*DESCRIPTION OF THE TASK*:
Among the entries below, find all lines that include "ServiceDescriptor" and copy them.

*Saved data entries*:

========

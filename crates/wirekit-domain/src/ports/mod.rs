//! Domain Port Interfaces
//!
//! Narrow interfaces through which consumers reach the finished container.

pub mod container;
pub mod http;

pub use container::{ServiceContainer, ServiceContainerExt};
pub use http::{RouterAdapter, ServerAdapter};
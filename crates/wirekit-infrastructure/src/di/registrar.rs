//! Service registration
//!
//! Binds declared services: implementation lookup, arity check, argument
//! resolution, singleton binding and alias tags, in declaration order.

use std::path::{Path, PathBuf};

use tracing::{debug, info};
use wirekit_application::{ImplementationRegistry, normalize_implementation_path};
use wirekit_domain::error::{Error, Result};
use wirekit_domain::value_objects::ServiceDescriptor;

use super::container::ContainerBuilder;
use super::resolver::ReferenceResolver;

/// Registers service descriptors into a container builder
#[derive(Debug)]
pub struct ServiceRegistrar<'a> {
    implementations: &'a ImplementationRegistry,
    resolver: ReferenceResolver<'a>,
    project_dir: Option<PathBuf>,
}

impl<'a> ServiceRegistrar<'a> {
    /// Create a registrar over the given registries
    pub fn new(implementations: &'a ImplementationRegistry, resolver: ReferenceResolver<'a>) -> Self {
        Self {
            implementations,
            resolver,
            project_dir: None,
        }
    }

    /// Strip this directory from implementation paths before lookup
    pub fn with_project_dir(mut self, project_dir: impl AsRef<Path>) -> Self {
        self.project_dir = Some(project_dir.as_ref().to_path_buf());
        self
    }

    /// Register every descriptor, in order
    pub fn register_all(
        &self,
        builder: &mut ContainerBuilder,
        descriptors: &[ServiceDescriptor],
    ) -> Result<()> {
        for descriptor in descriptors {
            self.register(builder, descriptor)?;
        }
        info!(services = descriptors.len(), "Services registered");
        Ok(())
    }

    /// Register one descriptor; a previous binding of the same id is replaced
    pub fn register(&self, builder: &mut ContainerBuilder, descriptor: &ServiceDescriptor) -> Result<()> {
        let path =
            normalize_implementation_path(&descriptor.implementation, self.project_dir.as_deref());
        let implementation = self
            .implementations
            .resolve(&path)
            .ok_or_else(|| Error::implementation_not_found(&path))?;

        if descriptor.arguments.len() > implementation.arity() {
            return Err(Error::configuration(format!(
                "Service \"{}\" declares {} arguments but \"{}\" takes {} ({})",
                descriptor.id,
                descriptor.arguments.len(),
                path,
                implementation.arity(),
                implementation.parameters.join(", ")
            )));
        }

        let dependencies = descriptor
            .arguments
            .iter()
            .map(|raw| self.resolver.resolve_argument(builder, &descriptor.id, raw))
            .collect::<Result<Vec<_>>>()?;

        builder.bind_service(&descriptor.id, implementation.clone(), dependencies);
        for tag in &descriptor.alias {
            builder.tag(tag, &descriptor.id)?;
        }
        debug!(id = %descriptor.id, aliases = descriptor.alias.len(), "Service registered");
        Ok(())
    }
}
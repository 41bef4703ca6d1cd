//! Configuration Tests
//!
//! Tests for kernel settings and JSON document loading.

mod loader_test;
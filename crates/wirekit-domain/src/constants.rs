//! Domain constants
//!
//! Well-known binding identifiers shared by the kernel and its consumers.

// ============================================================================
// WELL-KNOWN BINDINGS
// ============================================================================

/// Id under which the frozen container is bound to itself
pub const CONTAINER_ID: &str = "container";

/// Id under which the accumulated parameter map is bound
pub const PARAMETERS_ID: &str = "parameters";

/// Id under which the kernel description is bound
pub const KERNEL_ID: &str = "kernel";

/// Id of the HTTP kernel service resolved by `Kernel::boot`
pub const HTTP_KERNEL_ID: &str = "app/components/kernel/http-kernel";

// ============================================================================
// CAPABILITY TAGS
// ============================================================================

/// Tag grouping every router adapter
pub const ROUTER_TAG: &str = "router";

/// Tag grouping every server adapter
pub const SERVER_TAG: &str = "server";

// ============================================================================
// KERNEL PARAMETERS
// ============================================================================

/// Kernel root directory parameter
pub const KERNEL_ROOT_DIR: &str = "kernel_root_dir";

/// Project directory parameter
pub const KERNEL_PROJECT_DIR: &str = "kernel_project_dir";

/// Active environment parameter
pub const KERNEL_ENVIRONMENT: &str = "kernel_environment";

// ============================================================================
// PARAMETER NAMESPACES
// ============================================================================

/// Separator joining module parameter path segments
pub const MODULE_PARAMETER_SEPARATOR: &str = "_";

/// Separator joining container-level parameter path segments
pub const CONTAINER_PARAMETER_SEPARATOR: &str = ".";
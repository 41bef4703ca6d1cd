//! # wirekit domain layer
//!
//! Core types shared by every wirekit layer:
//!
//! | Module | Description |
//! |--------|-------------|
//! | [`error`] | The crate-wide [`Error`] and [`Result`] |
//! | [`value_objects`] | Instances, argument tokens, service descriptors, routes |
//! | [`ports`] | The container query interface and HTTP adapter contracts |
//! | [`constants`] | Well-known binding ids and parameter names |

pub mod constants;
pub mod error;
pub mod ports;
pub mod value_objects;

pub use error::{Error, Result};
pub use ports::{RouterAdapter, ServerAdapter, ServiceContainer, ServiceContainerExt};
pub use value_objects::{ArgumentToken, Instance, RouteDefinition, ServiceDescriptor};
//! Configuration module contract

use serde_json::Value;
use wirekit_domain::error::Result;

use crate::di::container::ContainerBuilder;

/// A unit of configuration owning one root namespace of the configuration tree
///
/// The module registry validates the namespace subtree against [`ConfigModule::schema`]
/// and only then hands it to [`ConfigModule::process_config`].
pub trait ConfigModule: Send + Sync {
    /// Module name, used in logs and state reports
    fn name(&self) -> &str;

    /// Root key of the configuration tree owned by this module
    fn root_namespace(&self) -> &str;

    /// JSON Schema the subtree must satisfy
    fn schema(&self) -> Value;

    /// Map the validated subtree into container bindings
    fn process_config(&self, builder: &mut ContainerBuilder, subtree: &Value) -> Result<()>;
}
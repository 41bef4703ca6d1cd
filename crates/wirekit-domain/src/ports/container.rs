//! Container Query Port
//!
//! The only surface routing, server adapters and controllers may depend on.
//! Implemented by the frozen container in the infrastructure layer.

use crate::constants::PARAMETERS_ID;
use crate::error::{Error, Result};
use crate::value_objects::Instance;
use serde_json::Value;
use std::any::{Any, type_name};
use std::sync::Arc;

/// Read-only access to a bootstrapped container
pub trait ServiceContainer: Send + Sync {
    /// Resolve one binding; singletons are constructed on first access
    fn get(&self, id: &str) -> Result<Instance>;

    /// Resolve every binding under a tag, in registration order
    fn get_all(&self, tag: &str) -> Result<Vec<Instance>>;

    /// Whether the id is bound, directly or as a tag
    fn is_bound(&self, id: &str) -> bool;
}

/// Typed helpers on top of [`ServiceContainer`]
pub trait ServiceContainerExt: ServiceContainer {
    /// Resolve a constant binding
    fn get_value(&self, id: &str) -> Result<Value> {
        let instance = self.get(id)?;
        instance
            .as_value()
            .cloned()
            .ok_or_else(|| Error::type_mismatch(id, type_name::<Value>(), instance.type_name()))
    }

    /// Resolve a binding holding a `T`
    fn get_as<T: Any + Send + Sync>(&self, id: &str) -> Result<Arc<T>> {
        let instance = self.get(id)?;
        instance
            .downcast::<T>()
            .ok_or_else(|| Error::type_mismatch(id, type_name::<T>(), instance.type_name()))
    }

    /// Resolve every binding under a tag that holds a `T`
    fn get_all_as<T: Any + Send + Sync>(&self, tag: &str) -> Result<Vec<Arc<T>>> {
        self.get_all(tag)?
            .into_iter()
            .map(|instance| {
                instance
                    .downcast::<T>()
                    .ok_or_else(|| Error::type_mismatch(tag, type_name::<T>(), instance.type_name()))
            })
            .collect()
    }

    /// Look up a parameter by name, `None` when it was never declared
    fn parameter(&self, name: &str) -> Result<Option<Value>> {
        if !self.is_bound(PARAMETERS_ID) {
            return Ok(None);
        }
        Ok(self.get_value(PARAMETERS_ID)?.get(name).cloned())
    }
}

impl<C: ServiceContainer + ?Sized> ServiceContainerExt for C {}
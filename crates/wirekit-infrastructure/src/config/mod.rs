//! Configuration
//!
//! Kernel settings, JSON configuration documents and schema validation.

pub mod loader;
pub mod schema;
pub mod types;

pub use loader::{ConfigLocator, SettingsLoader, deep_merge, read_json_document};
pub use schema::{SchemaValidator, ValidationReport, validate};
pub use types::{KernelSettings, LoggingConfig, ModuleKind};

========

*OUTPUT FOR THIS EXERCISE*:
use wirekit_domain::value_objects::ServiceDescriptor;
        descriptors: &[ServiceDescriptor],
    pub fn register(&self, builder: &mut ContainerBuilder, descriptor: &ServiceDescriptor) -> Result<()> {
pub use value_objects::{ArgumentToken, Instance, RouteDefinition, ServiceDescriptor};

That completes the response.